### DATA FOR THIS TASK:

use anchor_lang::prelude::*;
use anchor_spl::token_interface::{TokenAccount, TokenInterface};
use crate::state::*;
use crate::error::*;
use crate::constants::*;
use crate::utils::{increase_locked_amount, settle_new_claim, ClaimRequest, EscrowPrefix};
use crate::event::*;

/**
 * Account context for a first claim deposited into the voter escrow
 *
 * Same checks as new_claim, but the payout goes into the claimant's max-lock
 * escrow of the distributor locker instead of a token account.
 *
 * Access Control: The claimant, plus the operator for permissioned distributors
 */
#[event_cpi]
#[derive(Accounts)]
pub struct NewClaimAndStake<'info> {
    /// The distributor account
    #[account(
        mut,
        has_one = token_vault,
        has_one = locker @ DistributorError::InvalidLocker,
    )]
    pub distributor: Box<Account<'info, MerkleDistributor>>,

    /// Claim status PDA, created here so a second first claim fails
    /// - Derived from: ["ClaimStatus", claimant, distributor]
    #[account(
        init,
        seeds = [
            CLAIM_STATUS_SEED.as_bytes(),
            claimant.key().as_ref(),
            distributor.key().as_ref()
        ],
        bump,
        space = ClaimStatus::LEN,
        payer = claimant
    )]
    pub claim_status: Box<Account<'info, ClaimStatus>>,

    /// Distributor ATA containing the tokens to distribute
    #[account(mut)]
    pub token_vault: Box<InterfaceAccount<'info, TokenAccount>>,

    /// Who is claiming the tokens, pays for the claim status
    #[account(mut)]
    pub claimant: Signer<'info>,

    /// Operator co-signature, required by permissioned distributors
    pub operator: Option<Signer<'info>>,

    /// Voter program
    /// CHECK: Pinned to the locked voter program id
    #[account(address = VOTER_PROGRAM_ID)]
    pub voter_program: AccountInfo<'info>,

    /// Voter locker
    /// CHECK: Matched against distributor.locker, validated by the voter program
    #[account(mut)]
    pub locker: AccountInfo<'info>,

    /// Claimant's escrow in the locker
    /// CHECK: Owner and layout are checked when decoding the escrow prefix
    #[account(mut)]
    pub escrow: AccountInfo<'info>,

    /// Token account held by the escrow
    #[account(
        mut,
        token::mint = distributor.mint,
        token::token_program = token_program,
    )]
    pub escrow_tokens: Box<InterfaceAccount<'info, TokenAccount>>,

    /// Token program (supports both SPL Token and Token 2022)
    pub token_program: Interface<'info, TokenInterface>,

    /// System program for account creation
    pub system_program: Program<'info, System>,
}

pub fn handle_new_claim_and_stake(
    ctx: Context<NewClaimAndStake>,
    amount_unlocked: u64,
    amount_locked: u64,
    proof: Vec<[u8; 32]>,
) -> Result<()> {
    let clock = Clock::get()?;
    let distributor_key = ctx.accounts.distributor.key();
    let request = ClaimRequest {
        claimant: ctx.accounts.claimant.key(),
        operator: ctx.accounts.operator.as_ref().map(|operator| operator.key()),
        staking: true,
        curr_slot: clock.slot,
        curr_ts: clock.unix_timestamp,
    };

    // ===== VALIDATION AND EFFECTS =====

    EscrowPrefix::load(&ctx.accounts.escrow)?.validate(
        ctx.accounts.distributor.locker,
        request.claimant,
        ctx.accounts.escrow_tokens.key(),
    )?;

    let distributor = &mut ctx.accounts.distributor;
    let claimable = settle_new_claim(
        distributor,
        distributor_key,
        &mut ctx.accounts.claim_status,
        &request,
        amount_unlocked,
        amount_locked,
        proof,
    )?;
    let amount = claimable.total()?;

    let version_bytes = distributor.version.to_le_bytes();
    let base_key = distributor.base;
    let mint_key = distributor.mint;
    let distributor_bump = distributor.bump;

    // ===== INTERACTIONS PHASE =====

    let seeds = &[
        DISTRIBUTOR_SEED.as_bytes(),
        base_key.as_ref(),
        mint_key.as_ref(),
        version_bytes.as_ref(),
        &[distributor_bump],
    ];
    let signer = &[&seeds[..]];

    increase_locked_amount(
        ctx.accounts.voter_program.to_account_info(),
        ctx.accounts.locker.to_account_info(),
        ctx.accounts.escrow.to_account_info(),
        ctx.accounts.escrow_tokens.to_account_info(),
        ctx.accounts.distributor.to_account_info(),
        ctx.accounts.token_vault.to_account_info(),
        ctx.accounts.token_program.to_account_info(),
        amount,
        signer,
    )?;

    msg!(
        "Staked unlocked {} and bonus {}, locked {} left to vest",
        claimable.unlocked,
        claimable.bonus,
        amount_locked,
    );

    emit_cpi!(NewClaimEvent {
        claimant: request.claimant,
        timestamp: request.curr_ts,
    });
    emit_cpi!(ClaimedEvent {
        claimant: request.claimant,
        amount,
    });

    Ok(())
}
==
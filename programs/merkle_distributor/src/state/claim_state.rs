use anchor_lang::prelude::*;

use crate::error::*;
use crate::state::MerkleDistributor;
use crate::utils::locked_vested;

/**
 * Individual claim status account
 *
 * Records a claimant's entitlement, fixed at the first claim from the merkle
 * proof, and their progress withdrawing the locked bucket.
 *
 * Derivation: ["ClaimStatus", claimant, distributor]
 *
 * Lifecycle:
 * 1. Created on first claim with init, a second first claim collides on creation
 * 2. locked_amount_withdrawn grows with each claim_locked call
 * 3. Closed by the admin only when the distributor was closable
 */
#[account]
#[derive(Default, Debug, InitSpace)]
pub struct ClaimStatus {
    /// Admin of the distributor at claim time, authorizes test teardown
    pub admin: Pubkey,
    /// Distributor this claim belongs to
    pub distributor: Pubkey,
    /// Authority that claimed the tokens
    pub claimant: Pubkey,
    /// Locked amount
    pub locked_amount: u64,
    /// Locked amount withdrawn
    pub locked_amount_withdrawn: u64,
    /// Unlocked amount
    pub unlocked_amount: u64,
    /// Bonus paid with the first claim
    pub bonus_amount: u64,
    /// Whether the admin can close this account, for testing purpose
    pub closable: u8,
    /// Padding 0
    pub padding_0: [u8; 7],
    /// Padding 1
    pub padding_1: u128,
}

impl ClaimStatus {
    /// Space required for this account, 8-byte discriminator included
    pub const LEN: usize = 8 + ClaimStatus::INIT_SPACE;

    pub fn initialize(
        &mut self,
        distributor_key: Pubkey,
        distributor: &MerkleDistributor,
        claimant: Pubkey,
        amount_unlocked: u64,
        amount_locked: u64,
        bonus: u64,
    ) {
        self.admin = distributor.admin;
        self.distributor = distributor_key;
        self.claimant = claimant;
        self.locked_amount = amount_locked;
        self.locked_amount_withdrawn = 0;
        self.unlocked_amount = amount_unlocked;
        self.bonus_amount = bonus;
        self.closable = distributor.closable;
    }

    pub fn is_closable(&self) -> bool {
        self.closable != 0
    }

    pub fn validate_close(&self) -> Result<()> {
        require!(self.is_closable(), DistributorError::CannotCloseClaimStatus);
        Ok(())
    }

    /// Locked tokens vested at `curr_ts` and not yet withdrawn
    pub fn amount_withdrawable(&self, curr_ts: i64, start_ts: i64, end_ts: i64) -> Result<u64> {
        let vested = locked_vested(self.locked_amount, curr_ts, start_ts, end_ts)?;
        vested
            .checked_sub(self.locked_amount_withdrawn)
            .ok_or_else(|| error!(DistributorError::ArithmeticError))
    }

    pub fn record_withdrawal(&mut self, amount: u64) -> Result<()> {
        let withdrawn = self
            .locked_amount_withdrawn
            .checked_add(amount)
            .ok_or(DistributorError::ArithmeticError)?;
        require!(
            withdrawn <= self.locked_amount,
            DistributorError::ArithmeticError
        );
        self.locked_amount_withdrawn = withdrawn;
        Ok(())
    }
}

### WORK REQUIRED:
Where a line of the data contains "clock", copy that line.

### ANSWER BELOW:
    let clock = Clock::get()?;
        curr_slot: clock.slot,
        curr_ts: clock.unix_timestamp,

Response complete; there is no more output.